- WHAT THE EXERCISE ASKS: Search the records that follow and extract every line containing the string "ValidationError".

[Stored items]
▬▬▬

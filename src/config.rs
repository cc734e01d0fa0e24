//! Engine configuration.
//!
//! Loaded from built-in defaults, an optional TOML file and `SATISFACTION__*`
//! environment variables, in increasing order of precedence.

use std::path::Path;

use serde::{Deserialize, Serialize};

use crate::defuzz::Defuzzification;
use crate::error::{FuzzyError, FuzzyResult};
use crate::satisfaction::{UNIVERSE_MAX, UNIVERSE_MIN};
use crate::universe::Universe;

/// Environment variable naming the config file (without extension is fine).
pub const CONFIG_PATH_ENV: &str = "SATISFACTION_CONFIG";

/// Config file used when [`CONFIG_PATH_ENV`] is unset.
pub const DEFAULT_CONFIG_PATH: &str = "config/satisfaction";

/// Prefix for environment overrides, e.g. `SATISFACTION__UNIVERSE_STEP=0.1`.
pub const ENV_PREFIX: &str = "SATISFACTION";

/// Engine settings.
#[derive(Debug, Clone, PartialEq, Serialize, Deserialize)]
#[serde(default)]
pub struct EngineConfig {
    /// Spacing of the `[0, 10]` universes.
    pub universe_step: f64,
    /// Defuzzification method.
    pub defuzzification: Defuzzification,
    /// Worker threads for batch evaluation.
    pub workers: usize,
    /// Maximum queued jobs for batch evaluation.
    pub queue_capacity: usize,
}

impl Default for EngineConfig {
    fn default() -> Self {
        Self {
            universe_step: 1.0,
            defuzzification: Defuzzification::Centroid,
            workers: 2,
            queue_capacity: 1024,
        }
    }
}

impl EngineConfig {
    /// Loads config. Precedence: env `SATISFACTION__*` > file at
    /// `SATISFACTION_CONFIG` (or `config/satisfaction`) > defaults.
    ///
    /// # Errors
    ///
    /// Returns `FuzzyError::Config` if a source cannot be read or parsed, and
    /// a validation error if the resulting values are unusable.
    pub fn load() -> FuzzyResult<Self> {
        let path =
            std::env::var(CONFIG_PATH_ENV).unwrap_or_else(|_| DEFAULT_CONFIG_PATH.to_string());
        Self::load_from(Path::new(&path), Some(Self::environment()))
    }

    /// Like [`EngineConfig::load`], but reads overrides from `vars` instead of
    /// the process environment. Keys keep the `SATISFACTION__` prefix.
    ///
    /// # Errors
    ///
    /// Same as [`EngineConfig::load`].
    pub fn load_with_env<K, V>(
        path: impl AsRef<Path>,
        vars: impl IntoIterator<Item = (K, V)>,
    ) -> FuzzyResult<Self>
    where
        K: Into<String>,
        V: Into<String>,
    {
        let vars: config::Map<String, String> = vars
            .into_iter()
            .map(|(k, v)| (k.into(), v.into()))
            .collect();
        Self::load_from(path.as_ref(), Some(Self::environment().source(Some(vars))))
    }

    /// Loads config from one explicit file (plus defaults, no environment).
    ///
    /// # Errors
    ///
    /// Returns `FuzzyError::Config` if the file is missing or malformed.
    pub fn from_file(path: impl AsRef<Path>) -> FuzzyResult<Self> {
        let path = path.as_ref();
        if !path.exists() {
            return Err(FuzzyError::Config(format!(
                "config file not found: {}",
                path.display()
            )));
        }
        Self::load_from(path, None)
    }

    fn environment() -> config::Environment {
        config::Environment::with_prefix(ENV_PREFIX)
            .prefix_separator("__")
            .separator("__")
    }

    fn load_from(path: &Path, env: Option<config::Environment>) -> FuzzyResult<Self> {
        let defaults = Self::default();
        let builder = config::Config::builder()
            .set_default("universe_step", defaults.universe_step)?
            .set_default("defuzzification", defaults.defuzzification.name())?
            .set_default("workers", 2_i64)?
            .set_default("queue_capacity", 1024_i64)?;

        // The config crate resolves extensionless paths; require the file only
        // when the exact path exists.
        let mut builder = builder.add_source(config::File::from(path).required(path.exists()));
        if let Some(env) = env {
            builder = builder.add_source(env);
        }

        let loaded: Self = builder.build()?.try_deserialize()?;
        loaded.validate()?;
        tracing::debug!(
            step = loaded.universe_step,
            method = %loaded.defuzzification,
            workers = loaded.workers,
            "engine config loaded"
        );
        Ok(loaded)
    }

    /// Checks that the values can drive an engine.
    ///
    /// # Errors
    ///
    /// Returns `ValidationError::InvalidStep` for an unusable step and
    /// `FuzzyError::Config` for zero workers or queue capacity.
    pub fn validate(&self) -> FuzzyResult<()> {
        Universe::point_count(UNIVERSE_MIN, UNIVERSE_MAX, self.universe_step)?;
        if self.workers == 0 {
            return Err(FuzzyError::Config("workers must be at least 1".to_string()));
        }
        if self.queue_capacity == 0 {
            return Err(FuzzyError::Config(
                "queue_capacity must be at least 1".to_string(),
            ));
        }
        Ok(())
    }
}
//! Error types for the inference engine.
//!
//! All errors are strongly typed using thiserror so callers can pattern
//! match on specific conditions. Construction problems surface as
//! [`ValidationError`]; problems with a single evaluation surface as
//! [`EvaluationError`] and never as a numeric sentinel.

use thiserror::Error;

/// Validation errors raised while building universes, variables, rules and systems.
#[derive(Debug, Clone, PartialEq, Error)]
pub enum ValidationError {
    #[error("Universe must contain at least one point")]
    EmptyUniverse,

    #[error("Universe is not strictly increasing at index {index} ({previous} -> {current})")]
    UniverseNotIncreasing {
        index: usize,
        previous: f64,
        current: f64,
    },

    #[error("Universe bounds are invalid: min ({min}) must be below max ({max})")]
    InvalidUniverseBounds {
        min: f64,
        max: f64,
    },

    #[error("Discretization step {step} must be positive, finite and no wider than the universe")]
    InvalidStep {
        step: f64,
    },

    #[error("Breakpoints ({a}, {b}, {c}) must be finite and non-decreasing")]
    InvalidBreakpoints {
        a: f64,
        b: f64,
        c: f64,
    },

    #[error("Name cannot be empty")]
    EmptyName,

    #[error("Term '{term}' is already defined on variable '{variable}'")]
    DuplicateTerm {
        variable: String,
        term: String,
    },

    #[error("Variable '{name}' is declared more than once")]
    DuplicateVariable {
        name: String,
    },

    #[error("Rule references unknown variable '{variable}'")]
    UnknownVariable {
        variable: String,
    },

    #[error("Rule references unknown term '{term}' on variable '{variable}'")]
    UnknownTerm {
        variable: String,
        term: String,
    },

    #[error("Antecedent references '{variable}', which is not an input variable")]
    AntecedentNotInput {
        variable: String,
    },

    #[error("Consequent references '{variable}', which is not the output variable")]
    ConsequentNotOutput {
        variable: String,
    },

    #[error("Control system needs at least one rule")]
    NoRules,

    #[error("Required field '{field}' is missing")]
    MissingField {
        field: String,
    },

    #[error("Cannot parse rule '{text}': {reason}")]
    RuleSyntax {
        text: String,
        reason: String,
    },
}

/// Errors raised by a single evaluation (set inputs, compute, read output).
///
/// Every variant is local and recoverable: fix the inputs and retry.
#[derive(Debug, Clone, PartialEq, Error)]
pub enum EvaluationError {
    #[error("No crisp value was supplied for input variable '{variable}'")]
    MissingInput {
        variable: String,
    },

    #[error("No rule fired: aggregated membership of '{variable}' is zero everywhere")]
    NoRuleFired {
        variable: String,
    },

    #[error("Output '{variable}' has not been computed for the current inputs")]
    NotComputed {
        variable: String,
    },

    #[error("Variable '{name}' is not declared by this system")]
    UnknownVariable {
        name: String,
    },

    #[error("Input '{variable}' must be finite, got {value}")]
    NonFiniteInput {
        variable: String,
        value: f64,
    },
}

/// Top-level error type.
#[derive(Debug, Error)]
pub enum FuzzyError {
    #[error("Validation error: {0}")]
    Validation(#[from] ValidationError),

    #[error("Evaluation error: {0}")]
    Evaluation(#[from] EvaluationError),

    #[error("Configuration error: {0}")]
    Config(String),

    #[error("Internal error: {message}")]
    Internal {
        message: String,
    },
}

impl FuzzyError {
    /// Creates an internal error.
    #[must_use]
    pub fn internal(message: impl Into<String>) -> Self {
        Self::Internal {
            message: message.into(),
        }
    }

    /// Returns true if this is a validation error.
    #[must_use]
    pub const fn is_validation(&self) -> bool {
        matches!(self, Self::Validation(_))
    }

    /// Returns true if this is an evaluation error.
    #[must_use]
    pub const fn is_evaluation(&self) -> bool {
        matches!(self, Self::Evaluation(_))
    }

    /// Returns true if the caller can retry after correcting its inputs.
    #[must_use]
    pub const fn is_recoverable(&self) -> bool {
        matches!(self, Self::Evaluation(_))
    }
}

impl From<config::ConfigError> for FuzzyError {
    fn from(err: config::ConfigError) -> Self {
        Self::Config(err.to_string())
    }
}

/// Result type alias for engine operations.
pub type FuzzyResult<T> = Result<T, FuzzyError>;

▬▬▬

- EXERCISE OUTPUT:
    /// Returns `ValidationError::InvalidStep` for an unusable step and
//! [`ValidationError`]; problems with a single evaluation surface as
pub enum ValidationError {
    Validation(#[from] ValidationError),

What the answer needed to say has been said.